Saved entries:
//! The service object that owns the collaborators and runs units of work.

use std::{fmt, sync::Arc};

use liquidstake_db::{
    kv::KvStore,
    params::{ParamsReader, ParamsWriter},
};
use liquidstake_params::Params;
use liquidstake_primitives::coin::Coin;
use tracing::{debug, info, warn};

use crate::{
    ctx::{BlockHeader, Ctx},
    errors::{EngineError, EngineResult},
    events::Event,
    interfaces::{
        AccountKeeper, BankKeeper, EpochsKeeper, IbcKeeper, IcaControllerKeeper, IcaTxExecutor,
        ModuleAccount, StakingAggregates,
    },
    telemetry::Telemetry,
};

/// The module account collecting liquid-staked funds before they are transferred.
pub const DEPOSIT_MODULE_ACCOUNT: &str = "liquidstakeibc_deposit";

/// The module account receiving undelegated funds.
pub const UNDELEGATION_MODULE_ACCOUNT: &str = "liquidstakeibc_undelegation";

/// The external collaborators of the engine.
#[derive(Clone)]
pub struct Collaborators {
    /// Module account lookup.
    pub accounts: Arc<dyn AccountKeeper>,

    /// Supply and transfers on the origin ledger.
    pub bank: Arc<dyn BankKeeper>,

    /// Epoch schedules.
    pub epochs: Arc<dyn EpochsKeeper>,

    /// Interchain account registration and channels.
    pub ica_controller: Arc<dyn IcaControllerKeeper>,

    /// IBC core lookups.
    pub ibc: Arc<dyn IbcKeeper>,

    /// Interchain account transaction dispatch.
    pub ica_tx: Arc<dyn IcaTxExecutor>,

    /// Backing amounts tracked outside of the deposit store.
    pub staking: Arc<dyn StakingAggregates>,

    /// The sink samples are reported to after commit.
    pub telemetry: Arc<dyn Telemetry>,
}

impl fmt::Debug for Collaborators {
    fn fmt(&self, f: &mut fmt::Formatter<'_>) -> fmt::Result {
        f.debug_struct("Collaborators").finish_non_exhaustive()
    }
}

/// The result of a committed unit of work.
#[derive(Debug, Clone, PartialEq)]
pub struct Outcome<T> {
    /// The value returned by the operation.
    pub value: T,

    /// The events emitted by the operation, in emission order.
    pub events: Vec<Event>,
}

/// The entry point of the engine.
///
/// Holds no state of its own; every operation reads and writes through the [`Ctx`] it is given.
#[derive(Debug, Clone)]
pub struct Keeper {
    pub(crate) collaborators: Collaborators,
}

impl Keeper {
    /// Creates a keeper over `collaborators`.
    pub fn new(collaborators: Collaborators) -> Self {
        Self { collaborators }
    }

    /// Returns the collaborators.
    pub fn collaborators(&self) -> &Collaborators {
        &self.collaborators
    }

    /// Runs `f` as one unit of work against `store`.
    ///
    /// If `f` succeeds its writes are committed atomically, its samples are reported and its
    /// events are returned. If it fails nothing it did is kept.
    pub fn execute<S, T, F>(
        &self,
        store: &mut S,
        header: BlockHeader,
        f: F,
    ) -> EngineResult<Outcome<T>>
    where
        S: KvStore,
        F: FnOnce(&Self, &mut Ctx<'_>) -> EngineResult<T>,
    {
        let height = header.height;

        let (value, batch, events, samples) = {
            let mut ctx = Ctx::new(&*store, header);

            let value = match f(self, &mut ctx) {
                Ok(value) => value,
                Err(err) => {
                    warn!(%height, %err, "unit of work aborted, discarding its writes");
                    return Err(err);
                }
            };

            let (batch, events, samples) = ctx.into_parts();
            (value, batch, events, samples)
        };

        let writes = batch.len();
        store.commit(batch)?;

        for sample in &samples {
            self.collaborators.telemetry.set_gauge(sample);
        }

        debug!(%height, %writes, events = events.len(), samples = samples.len(), "committed unit of work");

        Ok(Outcome { value, events })
    }

    /// Returns the validated protocol parameters.
    pub fn params(&self, ctx: &Ctx<'_>) -> EngineResult<Params> {
        let params = ctx.params()?;
        params.validate()?;

        Ok(params)
    }

    /// Validates and stores `params`.
    pub fn set_params(&self, ctx: &mut Ctx<'_>, params: &Params) -> EngineResult<()> {
        params.validate()?;
        ctx.set_params(params)?;

        info!(epoch_identifier = %params.delegation_epoch_identifier, "updated params");

        Ok(())
    }

    /// Returns the module account collecting deposits.
    pub fn deposit_module_account(&self) -> EngineResult<ModuleAccount> {
        self.module_account(DEPOSIT_MODULE_ACCOUNT)
    }

    /// Returns the module account receiving undelegations.
    pub fn undelegation_module_account(&self) -> EngineResult<ModuleAccount> {
        self.module_account(UNDELEGATION_MODULE_ACCOUNT)
    }

    fn module_account(&self, name: &str) -> EngineResult<ModuleAccount> {
        self.collaborators
            .accounts
            .module_account(name)
            .ok_or_else(|| EngineError::NotFound(format!("module account {name}")))
    }

    /// Sends the protocol fee held by `module_account` to `fee_address`.
    pub fn send_protocol_fee(
        &self,
        protocol_fee: &[Coin],
        module_account: &str,
        fee_address: &str,
    ) -> EngineResult<()> {
        validate_address(fee_address)?;

        self.collaborators.bank.send_coins_from_module_to_account(
            module_account,
            fee_address,
            protocol_fee,
        )?;

        info!(%module_account, %fee_address, coins = protocol_fee.len(), "sent protocol fee");

        Ok(())
    }
}

/// Checks that `address` is a bech32 encoded account address.
///
/// The human-readable prefix is not checked against the origin ledger's.
fn validate_address(address: &str) -> EngineResult<()> {
    match bech32::decode(address) {
        Ok((_, data)) if !data.is_empty() => Ok(()),
        _ => Err(EngineError::InvalidAddress(address.to_string())),
    }
}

#### [Directions]
Please transcribe each entry exactly, keeping every word as it is.

#### [Answer to the problem]
//! The service object that owns the collaborators and runs units of work.

use std::{fmt, sync::Arc};

use liquidstake_db::{
    kv::KvStore,
    params::{ParamsReader, ParamsWriter},
};
use liquidstake_params::Params;
use liquidstake_primitives::coin::Coin;
use tracing::{debug, info, warn};

use crate::{
    ctx::{BlockHeader, Ctx},
    errors::{EngineError, EngineResult},
    events::Event,
    interfaces::{
        AccountKeeper, BankKeeper, EpochsKeeper, IbcKeeper, IcaControllerKeeper, IcaTxExecutor,
        ModuleAccount, StakingAggregates,
    },
    telemetry::Telemetry,
};

/// The module account collecting liquid-staked funds before they are transferred.
pub const DEPOSIT_MODULE_ACCOUNT: &str = "liquidstakeibc_deposit";

/// The module account receiving undelegated funds.
pub const UNDELEGATION_MODULE_ACCOUNT: &str = "liquidstakeibc_undelegation";

/// The external collaborators of the engine.
#[derive(Clone)]
pub struct Collaborators {
    /// Module account lookup.
    pub accounts: Arc<dyn AccountKeeper>,

    /// Supply and transfers on the origin ledger.
    pub bank: Arc<dyn BankKeeper>,

    /// Epoch schedules.
    pub epochs: Arc<dyn EpochsKeeper>,

    /// Interchain account registration and channels.
    pub ica_controller: Arc<dyn IcaControllerKeeper>,

    /// IBC core lookups.
    pub ibc: Arc<dyn IbcKeeper>,

    /// Interchain account transaction dispatch.
    pub ica_tx: Arc<dyn IcaTxExecutor>,

    /// Backing amounts tracked outside of the deposit store.
    pub staking: Arc<dyn StakingAggregates>,

    /// The sink samples are reported to after commit.
    pub telemetry: Arc<dyn Telemetry>,
}

impl fmt::Debug for Collaborators {
    fn fmt(&self, f: &mut fmt::Formatter<'_>) -> fmt::Result {
        f.debug_struct("Collaborators").finish_non_exhaustive()
    }
}

/// The result of a committed unit of work.
#[derive(Debug, Clone, PartialEq)]
pub struct Outcome<T> {
    /// The value returned by the operation.
    pub value: T,

    /// The events emitted by the operation, in emission order.
    pub events: Vec<Event>,
}

/// The entry point of the engine.
///
/// Holds no state of its own; every operation reads and writes through the [`Ctx`] it is given.
#[derive(Debug, Clone)]
pub struct Keeper {
    pub(crate) collaborators: Collaborators,
}

impl Keeper {
    /// Creates a keeper over `collaborators`.
    pub fn new(collaborators: Collaborators) -> Self {
        Self { collaborators }
    }

    /// Returns the collaborators.
    pub fn collaborators(&self) -> &Collaborators {
        &self.collaborators
    }

    /// Runs `f` as one unit of work against `store`.
    ///
    /// If `f` succeeds its writes are committed atomically, its samples are reported and its
    /// events are returned. If it fails nothing it did is kept.
    pub fn execute<S, T, F>(
        &self,
        store: &mut S,
        header: BlockHeader,
        f: F,
    ) -> EngineResult<Outcome<T>>
    where
        S: KvStore,
        F: FnOnce(&Self, &mut Ctx<'_>) -> EngineResult<T>,
    {
        let height = header.height;

        let (value, batch, events, samples) = {
            let mut ctx = Ctx::new(&*store, header);

            let value = match f(self, &mut ctx) {
                Ok(value) => value,
                Err(err) => {
                    warn!(%height, %err, "unit of work aborted, discarding its writes");
                    return Err(err);
                }
            };

            let (batch, events, samples) = ctx.into_parts();
            (value, batch, events, samples)
        };

        let writes = batch.len();
        store.commit(batch)?;

        for sample in &samples {
            self.collaborators.telemetry.set_gauge(sample);
        }

        debug!(%height, %writes, events = events.len(), samples = samples.len(), "committed unit of work");

        Ok(Outcome { value, events })
    }

    /// Returns the validated protocol parameters.
    pub fn params(&self, ctx: &Ctx<'_>) -> EngineResult<Params> {
        let params = ctx.params()?;
        params.validate()?;

        Ok(params)
    }

    /// Validates and stores `params`.
    pub fn set_params(&self, ctx: &mut Ctx<'_>, params: &Params) -> EngineResult<()> {
        params.validate()?;
        ctx.set_params(params)?;

        info!(epoch_identifier = %params.delegation_epoch_identifier, "updated params");

        Ok(())
    }

    /// Returns the module account collecting deposits.
    pub fn deposit_module_account(&self) -> EngineResult<ModuleAccount> {
        self.module_account(DEPOSIT_MODULE_ACCOUNT)
    }

    /// Returns the module account receiving undelegations.
    pub fn undelegation_module_account(&self) -> EngineResult<ModuleAccount> {
        self.module_account(UNDELEGATION_MODULE_ACCOUNT)
    }

    fn module_account(&self, name: &str) -> EngineResult<ModuleAccount> {
        self.collaborators
            .accounts
            .module_account(name)
            .ok_or_else(|| EngineError::NotFound(format!("module account {name}")))
    }

    /// Sends the protocol fee held by `module_account` to `fee_address`.
    pub fn send_protocol_fee(
        &self,
        protocol_fee: &[Coin],
        module_account: &str,
        fee_address: &str,
    ) -> EngineResult<()> {
        validate_address(fee_address)?;

        self.collaborators.bank.send_coins_from_module_to_account(
            module_account,
            fee_address,
            protocol_fee,
        )?;

        info!(%module_account, %fee_address, coins = protocol_fee.len(), "sent protocol fee");

        Ok(())
    }
}

/// Checks that `address` is a bech32 encoded account address.
///
/// The human-readable prefix is not checked against the origin ledger's.
fn validate_address(address: &str) -> EngineResult<()> {
    match bech32::decode(address) {
        Ok((_, data)) if !data.is_empty() => Ok(()),
        _ => Err(EngineError::InvalidAddress(address.to_string())),
    }
}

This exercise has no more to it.